→ Aim of the exercise
How many lines below hold "could"? Answer with only the number.
-- Opening Marker --
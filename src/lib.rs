pub mod browser;
pub mod config;
pub mod correction;
pub mod countdown;
pub mod fill;
pub mod login;
pub mod orchestrator;
pub mod portal;
pub mod runner;
pub mod submit;
pub mod visibility;

#[cfg(test)]
pub(crate) mod fake;

/// URL fragment of the evaluation list view
pub const LIST_URL_MARKER: &str = "evaluation/index";
/// URL fragment of an evaluation detail page
pub const DETAIL_URL_MARKER: &str = "evaluationPage";

/// Which half of the portal a URL belongs to
#[derive(Clone, Copy, Debug, Eq, PartialEq)]
pub enum PageKind {
	List,
	Detail,
}

impl PageKind {
	/// Anything that isn't the list view is treated as a detail page
	pub fn detect(url: &str) -> Self {
		if url.contains(LIST_URL_MARKER) { PageKind::List } else { PageKind::Detail }
	}
}
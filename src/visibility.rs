use color_eyre::Result;

use crate::portal::PortalPage;

pub const FOREGROUND_TITLE: &str = "自动评教中...";
pub const BACKGROUND_TITLE: &str = "⚠️请切回评教页面！";

/// A flip of page visibility between two polls
#[derive(Clone, Copy, Debug, Eq, PartialEq)]
pub enum Transition {
	ToForeground,
	ToBackground,
}

/// Tracks page visibility across polls and retitles the tab on every flip.
#[derive(Debug, Default)]
pub struct VisibilityMonitor {
	last: Option<bool>,
}

impl VisibilityMonitor {
	pub fn new() -> Self {
		Self::default()
	}

	/// Record an observation, returning the transition it implies (the first observation never is one)
	pub fn observe(&mut self, foreground: bool) -> Option<Transition> {
		let previous = self.last.replace(foreground);
		match previous {
			Some(was) if was != foreground => Some(if foreground { Transition::ToForeground } else { Transition::ToBackground }),
			_ => None,
		}
	}

	/// Read current visibility from the page. Returns true when in the foreground.
	pub async fn poll<P: PortalPage>(&mut self, page: &P) -> Result<bool> {
		let foreground = page.is_foreground().await?;
		if let Some(transition) = self.observe(foreground) {
			tracing::info!("Visibility transition: {transition:?}");
			let title = match transition {
				Transition::ToForeground => FOREGROUND_TITLE,
				Transition::ToBackground => BACKGROUND_TITLE,
			};
			if let Err(e) = page.set_title(title).await {
				tracing::warn!("Failed to retitle page: {e}");
			}
		}
		Ok(foreground)
	}
}
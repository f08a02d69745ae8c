//! Bounded submit-and-check loop.
//!
//! The portal gives no response to a submission. Success is inferred by an [`OutcomeProbe`]; the default one,
//! [`OverlayUrlProbe`], is a heuristic and can misclassify in both directions. Whatever the probe says, at most
//! `max_attempts` clicks are issued.

use std::time::Duration;

use color_eyre::Result;
use tokio::time::{Instant, sleep_until, timeout};
use v_utils::{elog, log};

use crate::{
	DETAIL_URL_MARKER,
	config::Tunables,
	portal::{PortalPage, Status, StatusColor},
	visibility::VisibilityMonitor,
};

/// Wait between clicking submit and looking for the layer modal
pub const MODAL_DELAY: Duration = Duration::from_millis(500);
/// Longest a single probe, or the page round-trips of a click, may take before the step is abandoned
pub const STEP_TIMEOUT: Duration = Duration::from_secs(2);

/// Classification of the page after a submit
#[derive(Clone, Copy, Debug, Eq, PartialEq)]
pub enum Outcome {
	Succeeded,
	Failed,
	/// Probe could not tell; counted as a failed attempt
	Unknown,
}

/// Decides whether the last submission went through
#[allow(async_fn_in_trait)]
pub trait OutcomeProbe {
	async fn probe<P: PortalPage>(&self, page: &P) -> Outcome;
}

/// Still on the detail page with our overlay alive => the submission did not go through.
#[derive(Clone, Debug)]
pub struct OverlayUrlProbe {
	pub detail_marker: String,
}

impl Default for OverlayUrlProbe {
	fn default() -> Self {
		Self {
			detail_marker: DETAIL_URL_MARKER.to_string(),
		}
	}
}

impl OverlayUrlProbe {
	pub fn classify(overlay_present: bool, url: &str, detail_marker: &str) -> Outcome {
		if overlay_present && url.contains(detail_marker) { Outcome::Failed } else { Outcome::Succeeded }
	}
}

impl OutcomeProbe for OverlayUrlProbe {
	async fn probe<P: PortalPage>(&self, page: &P) -> Outcome {
		let url = match page.current_url().await {
			Ok(url) => url,
			Err(e) => {
				tracing::warn!("Outcome probe could not read URL: {e}");
				return Outcome::Unknown;
			}
		};
		match page.overlay_present().await {
			Ok(present) => Self::classify(present, &url, &self.detail_marker),
			Err(e) => {
				tracing::warn!("Outcome probe could not query overlay: {e}");
				Outcome::Unknown
			}
		}
	}
}

/// How JS confirm/alert dialogs are treated once submission starts
#[derive(Clone, Copy, Debug, Eq, PartialEq)]
pub enum ConfirmationPolicy {
	/// Accept every dialog for the remaining lifetime of the page
	AutoAccept,
	/// Leave dialogs for the user; a blocking prompt will stall submission
	LeaveToUser,
}

impl ConfirmationPolicy {
	pub async fn install<P: PortalPage>(&self, page: &P) -> Result<()> {
		match self {
			ConfirmationPolicy::AutoAccept => {
				page.accept_dialogs().await?;
				tracing::info!("Auto-accepting dialogs for the rest of this page");
			}
			ConfirmationPolicy::LeaveToUser => {}
		}
		Ok(())
	}
}

#[derive(Clone, Copy, Debug, Eq, PartialEq)]
pub enum RetryState {
	/// `n` checks have failed so far; the (n+1)-th click is in flight
	Attempting(u32),
	Succeeded { attempts: u32 },
	Failed { attempts: u32 },
}

impl RetryState {
	pub fn observe(self, outcome: Outcome, max_attempts: u32) -> Self {
		match self {
			RetryState::Attempting(n) => match outcome {
				Outcome::Succeeded => RetryState::Succeeded { attempts: n + 1 },
				Outcome::Failed | Outcome::Unknown if n + 1 >= max_attempts => RetryState::Failed { attempts: n + 1 },
				Outcome::Failed | Outcome::Unknown => RetryState::Attempting(n + 1),
			},
			terminal => terminal,
		}
	}

	pub fn is_terminal(&self) -> bool {
		!matches!(self, RetryState::Attempting(_))
	}
}

#[derive(Clone, Copy, Debug, Eq, PartialEq)]
pub enum SubmitOutcome {
	Succeeded { attempts: u32 },
	/// Cap reached without a success signal. The user may still submit by hand.
	ExhaustedRetries { attempts: u32 },
	/// Nothing to click; no attempt was made
	MissingSubmitControl,
}

async fn attempt<P: PortalPage>(page: &P, n: u32) {
	status(page, Status::new(format!("⏳ Submitting... (attempt {})", n + 1), StatusColor::Green, false)).await;
	match page.click_submit().await {
		Ok(true) => {}
		Ok(false) => elog!("Submit control vanished before attempt {}", n + 1),
		Err(e) => elog!("Failed to click submit: {e}"),
	}
	tokio::time::sleep(MODAL_DELAY).await;
	match page.click_modal_confirm().await {
		Ok(true) => log!("Confirmed submission modal"),
		Ok(false) => {}
		Err(e) => tracing::warn!("Failed to look for submission modal: {e}"),
	}
}

async fn status<P: PortalPage>(page: &P, status: Status) {
	if let Err(e) = page.show_status(&status).await {
		tracing::warn!("Failed to update status overlay: {e}");
	}
}

/// Click submit, then confirm the layer modal if one shows up. Bounded by [`STEP_TIMEOUT`] past the modal delay;
/// a hung click is logged and counts like any other failed attempt.
async fn timed_attempt<P: PortalPage>(page: &P, n: u32) {
	if timeout(MODAL_DELAY + STEP_TIMEOUT, attempt(page, n)).await.is_err() {
		elog!("Submit attempt {} timed out", n + 1);
	}
}

async fn timed_probe<P: PortalPage, O: OutcomeProbe>(page: &P, probe: &O) -> Outcome {
	match timeout(STEP_TIMEOUT, probe.probe(page)).await {
		Ok(outcome) => outcome,
		Err(_) => {
			tracing::warn!("Outcome probe timed out after {STEP_TIMEOUT:?}");
			Outcome::Unknown
		}
	}
}

/// Submit, then check `check_interval` after each click, resubmitting on failure until success or `max_attempts`.
///
/// Every check waits out the full interval since its click, so a slow step pushes the schedule back instead of
/// bunching clicks together. Each step is bounded, so the loop ends within
/// `max_attempts * (check_interval + STEP_TIMEOUT)` plus the last modal delay.
pub async fn submit_with_retry<P: PortalPage, O: OutcomeProbe>(
	page: &P,
	probe: &O,
	policy: ConfirmationPolicy,
	tunables: &Tunables,
	monitor: &mut VisibilityMonitor,
) -> Result<SubmitOutcome> {
	if !page.submit_present().await? {
		elog!("Submit button not found");
		status(page, Status::new("❌ Error: submit button not found".to_string(), StatusColor::Red, false)).await;
		return Ok(SubmitOutcome::MissingSubmitControl);
	}

	policy.install(page).await?;

	let max = tunables.max_attempts.max(1);
	let mut state = RetryState::Attempting(0);
	let mut clicked_at = Instant::now();
	timed_attempt(page, 0).await;

	loop {
		sleep_until(clicked_at + tunables.check_interval).await;
		if let Err(e) = monitor.poll(page).await {
			tracing::warn!("Failed to read page visibility: {e}");
		}
		let outcome = timed_probe(page, probe).await;
		state = state.observe(outcome, max);
		tracing::info!("Submission check: {outcome:?} -> {state:?}");

		match state {
			RetryState::Succeeded { attempts } => {
				log!("Submission went through after {attempts} attempt(s)");
				return Ok(SubmitOutcome::Succeeded { attempts });
			}
			RetryState::Failed { attempts } => {
				elog!("Submission failed {attempts} times, giving up");
				status(
					page,
					Status::new("❌ Submission failed repeatedly!<br>Please click submit manually, or check the network.".to_string(), StatusColor::Red, true),
				)
				.await;
				return Ok(SubmitOutcome::ExhaustedRetries { attempts });
			}
			RetryState::Attempting(n) => {
				clicked_at = Instant::now();
				status(
					page,
					Status::new(
						format!("⚠️ Submission not accepted (dwell may not be over yet), retrying...<br>Retry: {n}/{max}"),
						StatusColor::Orange,
						false,
					),
				)
				.await;
				timed_attempt(page, n).await;
			}
		}
	}
}
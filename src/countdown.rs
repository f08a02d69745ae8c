//! Dwell countdown: one tick per second, midway correction at a fixed remaining value, expiry hand-off.

use std::time::Duration;

use color_eyre::Result;
use tokio::time::{Instant, interval_at};

use crate::{
	config::Tunables,
	correction::{CorrectionReport, perform_correction},
	portal::{PortalPage, Status, StatusColor},
	visibility::VisibilityMonitor,
};

pub const TICK: Duration = Duration::from_secs(1);

#[derive(Clone, Copy, Debug, Eq, PartialEq)]
pub enum Countdown {
	Running(u32),
	Expired,
}

/// What a single tick asks the driver to do
#[derive(Clone, Copy, Debug, Eq, PartialEq)]
pub enum Tick {
	/// Show `remaining` (the value before decrement); start the correction if `midway`
	Count { remaining: u32, midway: bool },
	/// Stop ticking and hand over to submission
	Expire,
	/// Already expired; nothing happens
	Idle,
}

impl Countdown {
	pub fn start(seconds: u32) -> Self {
		Countdown::Running(seconds)
	}

	pub fn tick(self, midway_at: u32) -> (Self, Tick) {
		match self {
			Countdown::Running(0) => (Countdown::Expired, Tick::Expire),
			Countdown::Running(n) => (Countdown::Running(n - 1), Tick::Count { remaining: n, midway: n == midway_at }),
			Countdown::Expired => (Countdown::Expired, Tick::Idle),
		}
	}

	pub fn is_expired(&self) -> bool {
		matches!(self, Countdown::Expired)
	}
}

#[derive(Clone, Copy, Debug, Default, Eq, PartialEq)]
pub struct CountdownReport {
	/// Ticks that decremented
	pub counted: u32,
	pub correction: Option<CorrectionReport>,
}

pub fn countdown_status(remaining: u32, foreground: bool) -> Status {
	if foreground {
		Status::new(
			format!("Filling in like a human... {remaining}s left<br>⚠️ Do not close or switch this window"),
			StatusColor::Orange,
			false,
		)
	} else {
		Status::new(
			format!("Filling in like a human... {remaining}s left<br>(page is in background, timing may drift)<br>⚠️ Do not close or switch this window"),
			StatusColor::Red,
			true,
		)
	}
}

async fn midway<P: PortalPage>(page: &P, tunables: &Tunables, armed: bool) -> Option<Result<CorrectionReport>> {
	if !armed {
		return None;
	}
	Some(perform_correction(page, tunables).await)
}

/// Run the dwell countdown to expiry.
///
/// Ticks never pause: visibility only changes the overlay and whether the correction acts. The correction runs
/// alongside subsequent ticks and is awaited before returning, so nothing edits the form once submission starts.
/// A failed correction write (the form changed shape under it) fails the countdown.
pub async fn run_countdown<P: PortalPage>(page: &P, tunables: &Tunables, monitor: &mut VisibilityMonitor) -> Result<CountdownReport> {
	let mut state = Countdown::start(tunables.base_wait_seconds);
	let mut report = CountdownReport::default();
	let mut ticker = interval_at(Instant::now() + TICK, TICK);

	let correction = midway(page, tunables, false);
	tokio::pin!(correction);
	let mut correcting = false;

	loop {
		tokio::select! {
			_ = ticker.tick() => {
				let foreground = monitor.poll(page).await?;
				let (next, tick) = state.tick(tunables.midway_at_seconds);
				state = next;
				match tick {
					Tick::Count { remaining, midway: at_midway } => {
						tracing::debug!("Countdown: {remaining}s left (foreground: {foreground})");
						if at_midway {
							correction.set(midway(page, tunables, true));
							correcting = true;
						}
						if let Err(e) = page.show_status(&countdown_status(remaining, foreground)).await {
							tracing::warn!("Failed to update status overlay: {e}");
						}
						report.counted += 1;
					}
					Tick::Expire | Tick::Idle => break,
				}
			}
			result = &mut correction, if correcting => {
				correcting = false;
				record_correction(&mut report, result)?;
			}
		}
	}

	if correcting {
		let result = (&mut correction).await;
		record_correction(&mut report, result)?;
	}

	tracing::info!("Dwell of {}s elapsed", tunables.base_wait_seconds);
	Ok(report)
}

fn record_correction(report: &mut CountdownReport, result: Option<Result<CorrectionReport>>) -> Result<()> {
	if let Some(outcome) = result {
		report.correction = Some(outcome.map_err(|e| e.wrap_err("Midway correction failed"))?);
	}
	Ok(())
}
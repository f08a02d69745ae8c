//! Human-paced fill of the evaluation form.

use std::time::Duration;

use color_eyre::Result;
use rand::Rng;
use v_utils::log;

use crate::{config::Tunables, portal::PortalPage};

pub const FOREGROUND_DELAY_MS: (u64, u64) = (500, 1500);
pub const BACKGROUND_DELAY: Duration = Duration::from_millis(2000);
/// Pause between the last score and the comments
pub const COMMENT_PAUSE: Duration = Duration::from_millis(1000);

#[derive(Clone, Copy, Debug, Default, Eq, PartialEq)]
pub struct FillReport {
	pub scores: usize,
	pub comments: usize,
}

/// Delay before the next score edit. Slower and fixed while nobody is watching.
pub fn field_delay<R: Rng>(foreground: bool, rng: &mut R) -> Duration {
	if foreground {
		let (lo, hi) = FOREGROUND_DELAY_MS;
		Duration::from_millis(rng.random_range(lo..=hi))
	} else {
		BACKGROUND_DELAY
	}
}

pub fn pick_comment<'a, R: Rng>(comments: &'a [String], rng: &mut R) -> Option<&'a str> {
	if comments.is_empty() {
		return None;
	}
	Some(comments[rng.random_range(0..comments.len())].as_str())
}

/// Fill every editable score input with the target score, one at a time, then give every comment area a canned comment.
///
/// Failed writes are not retried here; an error means the page itself went away.
pub async fn fill_form<P: PortalPage, R: Rng>(page: &P, tunables: &Tunables, rng: &mut R) -> Result<FillReport> {
	let snapshot = page.snapshot_form().await?;
	log!("Filling {} score field(s) and {} comment(s)", snapshot.scores.len(), snapshot.comments.len());

	let mut report = FillReport::default();
	for field in &snapshot.scores {
		let foreground = page.is_foreground().await?;
		tokio::time::sleep(field_delay(foreground, rng)).await;
		page.apply_value(field, &tunables.target_score).await?;
		report.scores += 1;
		tracing::debug!("Scored {} ({}/{})", field.tag, report.scores, snapshot.scores.len());
	}

	tokio::time::sleep(COMMENT_PAUSE).await;
	for field in &snapshot.comments {
		let Some(comment) = pick_comment(&tunables.comments, rng) else {
			break;
		};
		page.apply_value(field, comment).await?;
		report.comments += 1;
	}

	log!("Form filled: {} score(s), {} comment(s)", report.scores, report.comments);
	Ok(report)
}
-- Closing Marker --
→ Response to the task
3